Senator Robert Menendez (D-NJ) will lead the effort in the Senate, NBC news reported. Rep. Linda T. Sánchez (D-CA) will push the legislation in the House.
“This plan is not only about fixing our broken immigration system,” said Menendez. “but building a better one that reunites families, brings the undocumented community out of the shadows and on a path to citizenship, stands up for human rights, addresses root causes of migration, and includes a smart border security strategy.”
“From our Dreamers, to the service workers and farmers pulling us through this pandemic, there are too many relying on this reform for us to fail,” said Sánchez. “I look forward to working with President Biden as well as my House colleagues to finally make our immigration system more functional, fair, and humane.”

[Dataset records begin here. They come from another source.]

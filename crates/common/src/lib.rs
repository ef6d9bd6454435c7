//! Shared vocabulary: input actions, axis types, sources and typed axis values.
//!
//! # Invariants
//! - Two input actions are equal iff their ids match.
//! - Every `AxisValue` maps to exactly one rule-seeding axis type.

pub mod types;

pub use types::{ActionId, AxisType, AxisValue, Handedness, InputAction, Pose, SourceId};

pub fn crate_info() -> &'static str {
    concat!(env!("CARGO_PKG_NAME"), " v", env!("CARGO_PKG_VERSION"))
}

#[cfg(test)]
mod tests {
    use super::*;

    #[test]
    fn crate_loads() {
        assert!(crate_info().contains("common"));
    }
}
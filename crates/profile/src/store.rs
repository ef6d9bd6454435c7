//! File-backed rule profiles.
//!
//! A profile is a single YAML (`.yaml`, `.yml`) or JSON (`.json`) document:
//! ```text
//! schema_version: 1
//! actions:        - registered input actions (id, description, axis_constraint)
//! rules:
//!   digital:      - ordered rule records per base axis type
//!   single_axis:
//!   dual_axis:
//!   vector_axis:
//!   quaternion_axis:
//!   pose_axis:
//! ```

use actionrule_common::AxisType;
use actionrule_input::RuleError;
use std::path::{Path, PathBuf};

use crate::document::{ProfileDocument, partition_name};

/// Errors from loading, saving and compiling profiles.
#[derive(Debug, thiserror::Error)]
pub enum ProfileError {
    #[error("IO error: {0}")]
    Io(#[from] std::io::Error),
    #[error("YAML error: {0}")]
    Yaml(#[from] serde_yaml::Error),
    #[error("JSON error: {0}")]
    Json(#[from] serde_json::Error),
    #[error("unsupported profile format: {}", .0.display())]
    UnsupportedFormat(PathBuf),
    #[error("schema version mismatch: file has v{file_version}, expected v{expected_version}")]
    SchemaMismatch {
        file_version: u32,
        expected_version: u32,
    },
    #[error("invalid action table: {0}")]
    Actions(#[source] RuleError),
    #[error("invalid {} rule at index {index}: {source}", partition_name(.axis))]
    InvalidRule {
        axis: AxisType,
        index: usize,
        #[source]
        source: RuleError,
    },
}

/// On-disk encoding of a profile.
#[derive(Debug, Clone, Copy, PartialEq, Eq)]
pub enum ProfileFormat {
    Yaml,
    Json,
}

impl ProfileFormat {
    /// Pick the format from the file extension.
    pub fn from_path(path: &Path) -> Result<Self, ProfileError> {
        match path.extension().and_then(|e| e.to_str()) {
            Some(ext) if ext.eq_ignore_ascii_case("yaml") || ext.eq_ignore_ascii_case("yml") => {
                Ok(ProfileFormat::Yaml)
            }
            Some(ext) if ext.eq_ignore_ascii_case("json") => Ok(ProfileFormat::Json),
            _ => Err(ProfileError::UnsupportedFormat(path.to_path_buf())),
        }
    }
}

impl ProfileDocument {
    pub fn from_yaml_str(data: &str) -> Result<Self, ProfileError> {
        Ok(serde_yaml::from_str(data)?)
    }

    pub fn from_json_str(data: &str) -> Result<Self, ProfileError> {
        Ok(serde_json::from_str(data)?)
    }

    pub fn to_yaml_string(&self) -> Result<String, ProfileError> {
        Ok(serde_yaml::to_string(self)?)
    }

    pub fn to_json_string(&self) -> Result<String, ProfileError> {
        Ok(serde_json::to_string_pretty(self)?)
    }

    /// Read a profile, failing closed on a schema version mismatch.
    pub fn load(path: impl AsRef<Path>) -> Result<Self, ProfileError> {
        let path = path.as_ref();
        let _span = tracing::info_span!("load_profile", path = %path.display()).entered();
        let format = ProfileFormat::from_path(path)?;
        let data = std::fs::read_to_string(path)?;
        let doc = match format {
            ProfileFormat::Yaml => Self::from_yaml_str(&data)?,
            ProfileFormat::Json => Self::from_json_str(&data)?,
        };
        doc.check_schema()?;
        tracing::debug!(
            actions = doc.actions.len(),
            rules = doc.rules.len(),
            "profile loaded"
        );
        Ok(doc)
    }

    /// Write the profile, creating parent directories as needed.
    pub fn save(&self, path: impl AsRef<Path>) -> Result<(), ProfileError> {
        let path = path.as_ref();
        let data = match ProfileFormat::from_path(path)? {
            ProfileFormat::Yaml => self.to_yaml_string()?,
            ProfileFormat::Json => self.to_json_string()?,
        };
        if let Some(parent) = path.parent() {
            std::fs::create_dir_all(parent)?;
        }
        std::fs::write(path, data)?;
        tracing::debug!(path = %path.display(), "profile saved");
        Ok(())
    }
}
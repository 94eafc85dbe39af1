//! Audience-aware priority ranking

use super::types::{Audience, QaCategory, QaItem};

/// Priority added to items in a boosted category
pub const AUDIENCE_BOOST: i32 = 2;

/// Categories boosted for each audience
pub fn boosted_categories(audience: Audience) -> &'static [QaCategory] {
    match audience {
        Audience::Investor => &[QaCategory::Funding, QaCategory::Growth, QaCategory::Market],
        Audience::Banker => &[
            QaCategory::Risk,
            QaCategory::Funding,
            QaCategory::Profitability,
        ],
        Audience::Board => &[QaCategory::Profitability, QaCategory::Operations],
        Audience::Team => &[QaCategory::Operations, QaCategory::Growth],
        Audience::Partner => &[QaCategory::Market, QaCategory::Growth],
    }
}

/// Apply the audience boost and sort by priority (highest first).
///
/// The sort is stable: equal priorities keep their incoming order.
pub fn rank(items: &mut [QaItem], audience: Audience) {
    let boosted = boosted_categories(audience);
    for item in items.iter_mut() {
        if boosted.contains(&item.category) {
            item.priority += AUDIENCE_BOOST;
        }
    }

    items.sort_by(|a, b| b.priority.cmp(&a.priority));
}
//! Derived metrics over P&L series
//!
//! Secondary facts the answer builders cite: the year a quantity turns
//! non-negative, year-over-year deltas, margins and growth rates.

use crate::format::ratio;
use crate::model::{Series, YEARS};

/// First index `i >= 1` where `series[i-1] < 0 <= series[i]`.
///
/// A series that starts non-negative and never dips, or that never
/// recovers once negative, has no crossover.
pub fn find_crossover(series: &[f64]) -> Option<usize> {
    (1..series.len()).find(|&i| series[i - 1] < 0.0 && series[i] >= 0.0)
}

/// Year-over-year deltas (`series[i] - series[i-1]`), one fewer than the input
pub fn yoy_deltas(series: &[f64]) -> Vec<f64> {
    series.windows(2).map(|w| w[1] - w[0]).collect()
}

/// Year-over-year growth rates, zero where the prior year is not positive
pub fn yoy_growth(series: &[f64]) -> Vec<f64> {
    series
        .windows(2)
        .map(|w| ratio(w[1] - w[0], w[0]))
        .collect()
}

/// Compound annual growth rate between the first and last element.
///
/// Returns `None` when either endpoint is not positive.
pub fn cagr(series: &[f64]) -> Option<f64> {
    let (first, last) = (*series.first()?, *series.last()?);
    let periods = series.len().checked_sub(1).filter(|&p| p > 0)?;
    if first <= 0.0 || last <= 0.0 {
        return None;
    }
    Some((last / first).powf(1.0 / periods as f64) - 1.0)
}

/// Element-wise `numerator / denominator` with guarded division
pub fn margins(numerator: &Series, denominator: &Series) -> Series {
    let mut out = [0.0; YEARS];
    for (i, slot) in out.iter_mut().enumerate() {
        *slot = ratio(numerator[i], denominator[i]);
    }
    out
}

pub fn total(series: &[f64]) -> f64 {
    series.iter().sum()
}

/// Peak funding requirement: the depth of the lowest cumulative cash point.
///
/// Returns `None` if cumulative cash never goes negative.
pub fn peak_funding_need(cumulative: &[f64]) -> Option<f64> {
    let min = cumulative.iter().copied().fold(f64::INFINITY, f64::min);
    (min < 0.0).then_some(-min)
}

/// Project FY1..FY5 revenue from a starting value and a constant growth rate
pub fn project_revenue(revenue_fy1: f64, growth_rate: f64) -> Series {
    let mut out = [0.0; YEARS];
    let mut current = revenue_fy1;
    for slot in out.iter_mut() {
        *slot = current;
        current *= 1.0 + growth_rate;
    }
    out
}

#[cfg(test)]
mod tests {
    use super::*;

    #[test]
    fn test_find_crossover() {
        assert_eq!(find_crossover(&[-5.0, -3.0, -1.0, 2.0, 5.0]), Some(3));
        assert_eq!(find_crossover(&[1.0, 2.0, 3.0]), None);
        assert_eq!(find_crossover(&[-1.0, -2.0, -3.0]), None);
        assert_eq!(find_crossover(&[-1.0, 0.0, 1.0]), Some(1));
        assert_eq!(find_crossover(&[]), None);
        assert_eq!(find_crossover(&[-1.0]), None);
    }

    #[test]
    fn test_crossover_takes_first_recovery() {
        assert_eq!(find_crossover(&[1.0, -1.0, 2.0, -3.0, 4.0]), Some(2));
    }

    #[test]
    fn test_yoy() {
        assert_eq!(yoy_deltas(&[100.0, 130.0, 120.0]), vec![30.0, -10.0]);
        assert_eq!(yoy_growth(&[0.0, 100.0, 150.0]), vec![0.0, 0.5]);
    }

    #[test]
    fn test_cagr() {
        let growth = cagr(&[100.0, 0.0, 0.0, 0.0, 1600.0]).unwrap();
        assert!((growth - 1.0).abs() < 1e-9);
        assert_eq!(cagr(&[0.0, 10.0]), None);
        assert_eq!(cagr(&[10.0]), None);
    }

    #[test]
    fn test_margins_guard_zero_revenue() {
        let op = [-10.0, 0.0, 10.0, 20.0, 30.0];
        let rev = [0.0, 100.0, 100.0, 100.0, 100.0];
        assert_eq!(margins(&op, &rev), [0.0, 0.0, 0.1, 0.2, 0.3]);
    }

    #[test]
    fn test_peak_funding_need() {
        assert_eq!(peak_funding_need(&[-10.0, -30.0, -5.0, 20.0]), Some(30.0));
        assert_eq!(peak_funding_need(&[0.0, 5.0]), None);
    }

    #[test]
    fn test_project_revenue() {
        let projected = project_revenue(100.0, 0.5);
        assert_eq!(projected[0], 100.0);
        assert_eq!(projected[2], 225.0);
    }
}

Biden released a plan on immigration on his first day in office, labeled ‘the U.S. Citizenship Act.’ It says, in part, “The bill creates an earned path to citizenship for our immigrant neighbors, colleagues, parishioners, community leaders, friends, and loved ones—including Dreamers and the essential workers who have risked their lives to serve and protect American communities.”
“The bill allows undocumented individuals to apply for temporary legal status, with the ability to apply for green cards after five years if they pass criminal and national security background checks and pay their taxes. Dreamers, TPS holders, and immigrant farmworkers who meet specific requirements are eligible for green cards immediately under the legislation. After three years, all green card holders who pass additional background checks and demonstrate knowledge of English and U.S. civics can apply to become citizens. Applicants must be physically present in the United States on or before January 1, 2021. The Secretary of the Department of Homeland Security (DHS) may waive the presence requirement for those deported on or after January 20, 2017 who were physically present for at least three years prior to removal for family unity and other humanitarian purposes. Lastly, the bill further recognizes America as a nation of immigrants by changing the word “alien” to “noncitizen” in our immigration laws.”